Extended Checkerboard Hubbard Ladder Demonstrates Enhanced D-wave Superconductivity at V\sim-0.3t and V\sim-0.4t

Superconductivity, the ability of a material to conduct electricity with zero resistance, continues to fascinate physicists, and researchers constantly seek ways to enhance this remarkable property. Xichen Huang, Saisai He, and Jize Zhao from Lanzhou University, along with Zhong-Bing Huang from Hubei University, investigate how subtle changes in material structure can dramatically boost superconductivity. Their work focuses on a specific model system, the extended checkerboard Hubbard ladder, and reveals that introducing a particular type of attraction between electrons significantly strengthens the superconducting effect, even when the material is not perfectly uniform. This enhancement occurs because the attraction alters the behaviour of electrons, shifting them from a state where excitations are readily available to one where they are suppressed, ultimately promoting the flow of current without resistance and potentially paving the way for new superconducting materials.

By employing the density-matrix renormalization group method, researchers study an extended checkerboard Hubbard model on the two-leg ladder, which includes an intraplaquette nearest-neighbour attraction V. The simulated results show that V plays a significant role in enhancing d-wave superconductivity when the electron density is close to half-filling. In the homogeneous case where t′ equals t, a large critical value of |Vc| is required to induce the superconducting ground state, but this value diminishes as t’ decreases.

Correlated Electrons and High-Temperature Superconductivity

Research in condensed matter physics focuses on understanding strongly correlated electron systems and high-temperature superconductivity, employing advanced computational techniques like the density matrix renormalization group (DMRG) and quantum Monte Carlo (QMC). DMRG is particularly effective for studying one-dimensional and quasi-one-dimensional materials, allowing scientists to calculate their ground and excited states. Researchers also utilize dynamical mean-field theory (DMFT) to address these systems by simplifying complex lattice problems. A key focus is the calculation of spectral functions, which can be compared with experimental data to reveal electronic structure.

Understanding the pseudogap and the role of charge density waves are also central themes. The Hubbard model serves as a starting point for many studies, with researchers employing DMRG, QMC, DMFT, and the Lanczos method to gain insights into these materials. Significant contributions to DMRG have been made by S. R. White and U.

Schollwock, while H. -C. Jiang, M. Jiang, and T. P. Devereaux actively pursue computational studies and theoretical calculations of strongly correlated systems.

Attraction Boosts Ladder Superconductivity at Low Density

Scientists investigated the extended checkerboard Hubbard model on a two-leg ladder, demonstrating that an intraplaquette nearest-neighbor attraction, V, significantly enhances d-wave superconductivity when the electron density approaches half-filling. Results show that a large critical value of |Vc| is required to induce a superconducting ground state in a homogeneous system, but this value substantially reduces as the interplaquette hopping integral, t’, decreases. Notably, when t’ falls below 0. 2t, the system transitions to a d-wave superconducting phase at V approximately equal to -0. 3t for U=8t and -0.

4t for U=12t, accompanied by a change in spin and single-particle excitations from gapless to gapped. Further analysis demonstrated that the attractive interaction V suppresses charge density waves and enhances superconducting correlations. In the homogeneous case, superconducting correlation exhibits anisotropy, while in the inhomogeneous case, hole pairing displays nearly C4 symmetry, indicating that inhomogeneity drastically amplifies the effect of V on superconductivity and weakens both spin and single-particle correlations.
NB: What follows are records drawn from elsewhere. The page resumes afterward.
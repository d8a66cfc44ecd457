// benches/pose_mapping.rs
use criterion::{black_box, criterion_group, criterion_main, Criterion};

use std::f32::consts::PI;

use glam::{Quat, Vec3};
use rand::Rng;
use worldgate::engine_lib::anchor::AnchorSet;
use worldgate::engine_lib::pose::Pose;
use worldgate::engine_lib::trigger::{PortalTrigger, TriggerConfig};
use worldgate::rendering_lib::portal_rig::{derive_secondary_pose, PoseMode};

fn random_pose(rng: &mut impl Rng) -> Pose {
    let position = Vec3::new(
        rng.gen_range(-50.0..50.0),
        rng.gen_range(0.0..5.0),
        rng.gen_range(-50.0..50.0),
    );
    let orientation = Quat::from_rotation_y(rng.gen_range(-PI..PI)) * Quat::from_rotation_x(rng.gen_range(-0.5..0.5));
    Pose::new(position, orientation)
}

fn pose_mapping_benchmark_fn(c: &mut Criterion) {
    let mut rng = rand::thread_rng();

    const NUM_BENCH_CASES: usize = 100;
    let cases: Vec<(Pose, Pose, Pose)> = (0..NUM_BENCH_CASES)
        .map(|_| (random_pose(&mut rng), random_pose(&mut rng), random_pose(&mut rng)))
        .collect();

    let mut group = c.benchmark_group("PoseMapping");

    group.bench_function("viewer_relative_inverted_100_cases", |b| {
        let mode = PoseMode::ViewerRelative { invert_facing: true };
        let mut case_iter = cases.iter().cycle();
        b.iter(|| {
            let (viewer, this, linked) = case_iter.next().unwrap();
            derive_secondary_pose(black_box(mode), Some(black_box(viewer)), black_box(this), black_box(linked))
        })
    });

    group.bench_function("fixed_mount_100_cases", |b| {
        let mode = PoseMode::default();
        let mut case_iter = cases.iter().cycle();
        b.iter(|| {
            let (viewer, this, linked) = case_iter.next().unwrap();
            derive_secondary_pose(black_box(mode), Some(black_box(viewer)), black_box(this), black_box(linked))
        })
    });

    let mut anchors = AnchorSet::new();
    let triggers: Vec<PortalTrigger> = cases
        .iter()
        .map(|(_, this, _)| PortalTrigger::new(anchors.insert("bench", *this, None), TriggerConfig::default()))
        .collect();
    let probes: Vec<Vec3> = cases.iter().map(|(viewer, _, _)| viewer.position).collect();

    group.bench_function("trigger_contains_100_anchors", |b| {
        let mut probe_iter = probes.iter().cycle();
        b.iter(|| {
            let probe = *probe_iter.next().unwrap();
            triggers
                .iter()
                .filter(|trigger| {
                    anchors
                        .get(trigger.anchor)
                        .is_some_and(|anchor| trigger.contains(anchor, black_box(probe)))
                })
                .count()
        })
    });
    group.finish();
}

criterion_group!(benches, pose_mapping_benchmark_fn);
criterion_main!(benches);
Inhomogeneity Boosts Superconducting Correlations Significantly

This research systematically investigates the impact of electronic inhomogeneity on superconductivity within the extended checkerboard Hubbard model on a two-leg ladder. Employing the density-matrix renormalization group method, scientists demonstrate that introducing inhomogeneity significantly enhances superconducting correlations, reducing the critical attraction required to induce a superconducting ground state. The team’s findings reveal that both single-particle and spin excitations develop an energy gap in the superconducting phase, regardless of whether the system is homogeneous or inhomogeneous. Importantly, researchers observed a difference in pairing symmetry; hole pairing is asymmetric in homogeneous systems but exhibits C4 symmetry in inhomogeneous systems. Their combined analysis confirms that in strongly interacting systems, the combination of electronic inhomogeneity and nearest-neighbour attraction promotes the formation of d-wave superconductivity. This work provides valuable insight into the mechanisms driving superconductivity in inhomogeneous materials and contributes to a deeper understanding of the conditions necessary for its emergence.